(Saved entries)
---+---

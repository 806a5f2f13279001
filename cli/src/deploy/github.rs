//! GitHub source link validation for continuous deployment

use std::path::Path;

use tracing::{debug, info};
use url::Url;

use siteship_api_types::{GitHubRepository, GitHubRepositoryQuery, ProjectSource};

use crate::deploy::effects::DeployEffects;
use crate::deploy::target::ExistingTarget;
use crate::errors::CliError;
use crate::filesys::file::File;
use crate::http::api::DeployApi;
use crate::workers::poller::{self, poll_until, PollStep};

/// `owner/repo` of a GitHub remote
#[derive(Debug, Clone, PartialEq, Eq)]
pub struct GitHubRemote {
    pub owner: String,
    pub repo: String,
}

impl GitHubRemote {
    fn query(&self) -> GitHubRepositoryQuery {
        GitHubRepositoryQuery::ByName {
            owner: self.owner.clone(),
            repo: self.repo.clone(),
        }
    }
}

/// Parse a single GitHub remote url, HTTPS or SSH form
pub fn parse_github_url(url: &str) -> Option<GitHubRemote> {
    let rest = url
        .strip_prefix("https://github.com/")
        .or_else(|| url.strip_prefix("git@github.com:"))?;
    let rest = rest.strip_suffix(".git").unwrap_or(rest);

    let (owner, repo) = rest.split_once('/')?;
    let valid = |s: &str| {
        !s.is_empty()
            && s.chars()
                .all(|c| c.is_ascii_alphanumeric() || matches!(c, '-' | '_' | '.'))
    };
    if !valid(owner) || !valid(repo) {
        return None;
    }
    Some(GitHubRemote {
        owner: owner.to_string(),
        repo: repo.to_string(),
    })
}

/// First GitHub remote in `git remote -v` output
pub fn parse_github_remotes(output: &str) -> Option<GitHubRemote> {
    output
        .lines()
        .filter_map(|line| line.split_whitespace().nth(1))
        .find_map(parse_github_url)
}

/// Page where the user grants access to a repository
pub fn github_auth_url(ui_url: &str, remote: &GitHubRemote) -> Result<String, CliError> {
    let mut url = Url::parse(&format!("{}/auth-github", ui_url.trim_end_matches('/')))
        .map_err(|e| CliError::Config(format!("Invalid UI url {}: {}", ui_url, e)))?;
    url.query_pairs_mut()
        .append_pair("owner", &remote.owner)
        .append_pair("repo", &remote.repo);
    Ok(url.into())
}

/// Validates that the cloud build for a project will build the local
/// repository and branch, linking the repository when nothing is linked yet.
pub struct GitHubLinkValidator<'a> {
    effects: &'a dyn DeployEffects,
    api: &'a dyn DeployApi,
    poll: &'a poller::Options,
}

impl<'a> GitHubLinkValidator<'a> {
    pub fn new(
        effects: &'a dyn DeployEffects,
        api: &'a dyn DeployApi,
        poll: &'a poller::Options,
    ) -> Self {
        Self { effects, api, poll }
    }

    pub async fn validate(&self, target: &ExistingTarget, working_dir: &Path) -> Result<(), CliError> {
        let settings_url = target.settings_url(&self.effects.ui_url());
        let project = &target.project;

        if project.build_environment_id.is_none() {
            return Err(CliError::new(format!(
                "No build environment is configured for {}. Set one up at {}",
                target.display_name(),
                settings_url
            )));
        }

        if !File::new(working_dir.join(".git")).exists().await {
            return Err(CliError::new(
                "Continuous deployment must run from the root of a git repository; subdirectories are not supported.",
            ));
        }

        let remotes = self.effects.git(working_dir, &["remote", "-v"]).await?;
        let remote = parse_github_remotes(&remotes).ok_or_else(|| {
            CliError::new("No GitHub remote found. Continuous deployment requires a repository hosted on GitHub.")
        })?;
        let branch = self
            .effects
            .git(working_dir, &["rev-parse", "--abbrev-ref", "HEAD"])
            .await?;
        debug!("Local repository {}/{} on branch {}", remote.owner, remote.repo, branch);

        let local_repository = self.api.get_github_repository(&remote.query()).await?;

        let Some(source) = &project.source else {
            return self.link(target, &remote, local_repository, branch).await;
        };

        // an unreadable local repository can't be proven to be the linked one
        let Some(local) = &local_repository else {
            return Err(CliError::new(format!(
                "Cannot access the local repository {}/{}, so it can't be matched with the repository linked to {} ({}). Check the build settings at {}",
                remote.owner,
                remote.repo,
                target.display_name(),
                source.url,
                settings_url
            )));
        };
        if local.provider_id != source.provider_id {
            return Err(CliError::new(format!(
                "The repository linked to {} ({}) does not match the local repository {}/{}. Check the build settings at {}",
                target.display_name(),
                source.url,
                remote.owner,
                remote.repo,
                settings_url
            )));
        }

        if source.branch != branch {
            return Err(CliError::new(format!(
                "The branch linked to {} is {} but the local branch is {}. Check the build settings at {}",
                target.display_name(),
                source.branch,
                branch,
                settings_url
            )));
        }

        let linked = self
            .api
            .get_github_repository(&GitHubRepositoryQuery::ByProviderId(source.provider_id.clone()))
            .await?;
        if linked.is_none() {
            return Err(CliError::new(format!(
                "Cannot access the repository linked to {} ({}). Check the build settings at {}",
                target.display_name(),
                source.url,
                settings_url
            )));
        }

        Ok(())
    }

    async fn link(
        &self,
        target: &ExistingTarget,
        remote: &GitHubRemote,
        repository: Option<GitHubRepository>,
        branch: String,
    ) -> Result<(), CliError> {
        let repository = match repository {
            Some(repository) => repository,
            None => self.wait_for_authorization(remote).await?,
        };

        let source = ProjectSource {
            provider: repository.provider,
            provider_id: repository.provider_id,
            url: repository.url,
            branch,
        };
        self.api
            .post_project_environment(&target.project.id, &source)
            .await?;

        info!("Linked {} to {}", target.display_name(), source.url);
        self.effects.note(&format!(
            "Linked {}/{} ({}) to {}",
            remote.owner,
            remote.repo,
            source.branch,
            target.display_name()
        ));
        Ok(())
    }

    async fn wait_for_authorization(&self, remote: &GitHubRemote) -> Result<GitHubRepository, CliError> {
        if !self.effects.is_interactive() {
            return Err(CliError::NonInteractive(format!(
                "authorize access to {}/{} on GitHub",
                remote.owner, remote.repo
            )));
        }

        let auth_url = github_auth_url(&self.effects.ui_url(), remote)?;
        self.effects.note(&format!(
            "Authorize access to {}/{} by visiting {}",
            remote.owner, remote.repo, auth_url
        ));
        self.effects.progress("Waiting for GitHub authorization");

        let query = remote.query();
        let query = &query;
        let api = self.api;
        poll_until(
            "GitHub authorization",
            self.poll,
            move || async move {
                Ok::<_, CliError>(match api.get_github_repository(query).await? {
                    Some(repository) => PollStep::Done(repository),
                    None => PollStep::Continue {
                        status: Some("unauthorized".to_string()),
                    },
                })
            },
            |duration| self.effects.sleep(duration),
        )
        .await
    }
}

---+---

**What the task asks:** Write out all the entries exactly.

**Solution to this task:**
repository 806a5f2f13279001
filename cli/src/deploy/github.rs
//! GitHub source link validation for continuous deployment

use std::path::Path;

use tracing::{debug, info};
use url::Url;

use siteship_api_types::{GitHubRepository, GitHubRepositoryQuery, ProjectSource};

use crate::deploy::effects::DeployEffects;
use crate::deploy::target::ExistingTarget;
use crate::errors::CliError;
use crate::filesys::file::File;
use crate::http::api::DeployApi;
use crate::workers::poller::{self, poll_until, PollStep};

/// `owner/repo` of a GitHub remote
#[derive(Debug, Clone, PartialEq, Eq)]
pub struct GitHubRemote {
    pub owner: String,
    pub repo: String,
}

impl GitHubRemote {
    fn query(&self) -> GitHubRepositoryQuery {
        GitHubRepositoryQuery::ByName {
            owner: self.owner.clone(),
            repo: self.repo.clone(),
        }
    }
}

/// Parse a single GitHub remote url, HTTPS or SSH form
pub fn parse_github_url(url: &str) -> Option<GitHubRemote> {
    let rest = url
        .strip_prefix("https://github.com/")
        .or_else(|| url.strip_prefix("git@github.com:"))?;
    let rest = rest.strip_suffix(".git").unwrap_or(rest);

    let (owner, repo) = rest.split_once('/')?;
    let valid = |s: &str| {
        !s.is_empty()
            && s.chars()
                .all(|c| c.is_ascii_alphanumeric() || matches!(c, '-' | '_' | '.'))
    };
    if !valid(owner) || !valid(repo) {
        return None;
    }
    Some(GitHubRemote {
        owner: owner.to_string(),
        repo: repo.to_string(),
    })
}

/// First GitHub remote in `git remote -v` output
pub fn parse_github_remotes(output: &str) -> Option<GitHubRemote> {
    output
        .lines()
        .filter_map(|line| line.split_whitespace().nth(1))
        .find_map(parse_github_url)
}

/// Page where the user grants access to a repository
pub fn github_auth_url(ui_url: &str, remote: &GitHubRemote) -> Result<String, CliError> {
    let mut url = Url::parse(&format!("{}/auth-github", ui_url.trim_end_matches('/')))
        .map_err(|e| CliError::Config(format!("Invalid UI url {}: {}", ui_url, e)))?;
    url.query_pairs_mut()
        .append_pair("owner", &remote.owner)
        .append_pair("repo", &remote.repo);
    Ok(url.into())
}

/// Validates that the cloud build for a project will build the local
/// repository and branch, linking the repository when nothing is linked yet.
pub struct GitHubLinkValidator<'a> {
    effects: &'a dyn DeployEffects,
    api: &'a dyn DeployApi,
    poll: &'a poller::Options,
}

impl<'a> GitHubLinkValidator<'a> {
    pub fn new(
        effects: &'a dyn DeployEffects,
        api: &'a dyn DeployApi,
        poll: &'a poller::Options,
    ) -> Self {
        Self { effects, api, poll }
    }

    pub async fn validate(&self, target: &ExistingTarget, working_dir: &Path) -> Result<(), CliError> {
        let settings_url = target.settings_url(&self.effects.ui_url());
        let project = &target.project;

        if project.build_environment_id.is_none() {
            return Err(CliError::new(format!(
                "No build environment is configured for {}. Set one up at {}",
                target.display_name(),
                settings_url
            )));
        }

        if !File::new(working_dir.join(".git")).exists().await {
            return Err(CliError::new(
                "Continuous deployment must run from the root of a git repository; subdirectories are not supported.",
            ));
        }

        let remotes = self.effects.git(working_dir, &["remote", "-v"]).await?;
        let remote = parse_github_remotes(&remotes).ok_or_else(|| {
            CliError::new("No GitHub remote found. Continuous deployment requires a repository hosted on GitHub.")
        })?;
        let branch = self
            .effects
            .git(working_dir, &["rev-parse", "--abbrev-ref", "HEAD"])
            .await?;
        debug!("Local repository {}/{} on branch {}", remote.owner, remote.repo, branch);

        let local_repository = self.api.get_github_repository(&remote.query()).await?;

        let Some(source) = &project.source else {
            return self.link(target, &remote, local_repository, branch).await;
        };

        // an unreadable local repository can't be proven to be the linked one
        let Some(local) = &local_repository else {
            return Err(CliError::new(format!(
                "Cannot access the local repository {}/{}, so it can't be matched with the repository linked to {} ({}). Check the build settings at {}",
                remote.owner,
                remote.repo,
                target.display_name(),
                source.url,
                settings_url
            )));
        };
        if local.provider_id != source.provider_id {
            return Err(CliError::new(format!(
                "The repository linked to {} ({}) does not match the local repository {}/{}. Check the build settings at {}",
                target.display_name(),
                source.url,
                remote.owner,
                remote.repo,
                settings_url
            )));
        }

        if source.branch != branch {
            return Err(CliError::new(format!(
                "The branch linked to {} is {} but the local branch is {}. Check the build settings at {}",
                target.display_name(),
                source.branch,
                branch,
                settings_url
            )));
        }

        let linked = self
            .api
            .get_github_repository(&GitHubRepositoryQuery::ByProviderId(source.provider_id.clone()))
            .await?;
        if linked.is_none() {
            return Err(CliError::new(format!(
                "Cannot access the repository linked to {} ({}). Check the build settings at {}",
                target.display_name(),
                source.url,
                settings_url
            )));
        }

        Ok(())
    }

    async fn link(
        &self,
        target: &ExistingTarget,
        remote: &GitHubRemote,
        repository: Option<GitHubRepository>,
        branch: String,
    ) -> Result<(), CliError> {
        let repository = match repository {
            Some(repository) => repository,
            None => self.wait_for_authorization(remote).await?,
        };

        let source = ProjectSource {
            provider: repository.provider,
            provider_id: repository.provider_id,
            url: repository.url,
            branch,
        };
        self.api
            .post_project_environment(&target.project.id, &source)
            .await?;

        info!("Linked {} to {}", target.display_name(), source.url);
        self.effects.note(&format!(
            "Linked {}/{} ({}) to {}",
            remote.owner,
            remote.repo,
            source.branch,
            target.display_name()
        ));
        Ok(())
    }

    async fn wait_for_authorization(&self, remote: &GitHubRemote) -> Result<GitHubRepository, CliError> {
        if !self.effects.is_interactive() {
            return Err(CliError::NonInteractive(format!(
                "authorize access to {}/{} on GitHub",
                remote.owner, remote.repo
            )));
        }

        let auth_url = github_auth_url(&self.effects.ui_url(), remote)?;
        self.effects.note(&format!(
            "Authorize access to {}/{} by visiting {}",
            remote.owner, remote.repo, auth_url
        ));
        self.effects.progress("Waiting for GitHub authorization");

        let query = remote.query();
        let query = &query;
        let api = self.api;
        poll_until(
            "GitHub authorization",
            self.poll,
            move || async move {
                Ok::<_, CliError>(match api.get_github_repository(query).await? {
                    Some(repository) => PollStep::Done(repository),
                    None => PollStep::Continue {
                        status: Some("unauthorized".to_string()),
                    },
                })
            },
            |duration| self.effects.sleep(duration),
        )
        .await
    }
}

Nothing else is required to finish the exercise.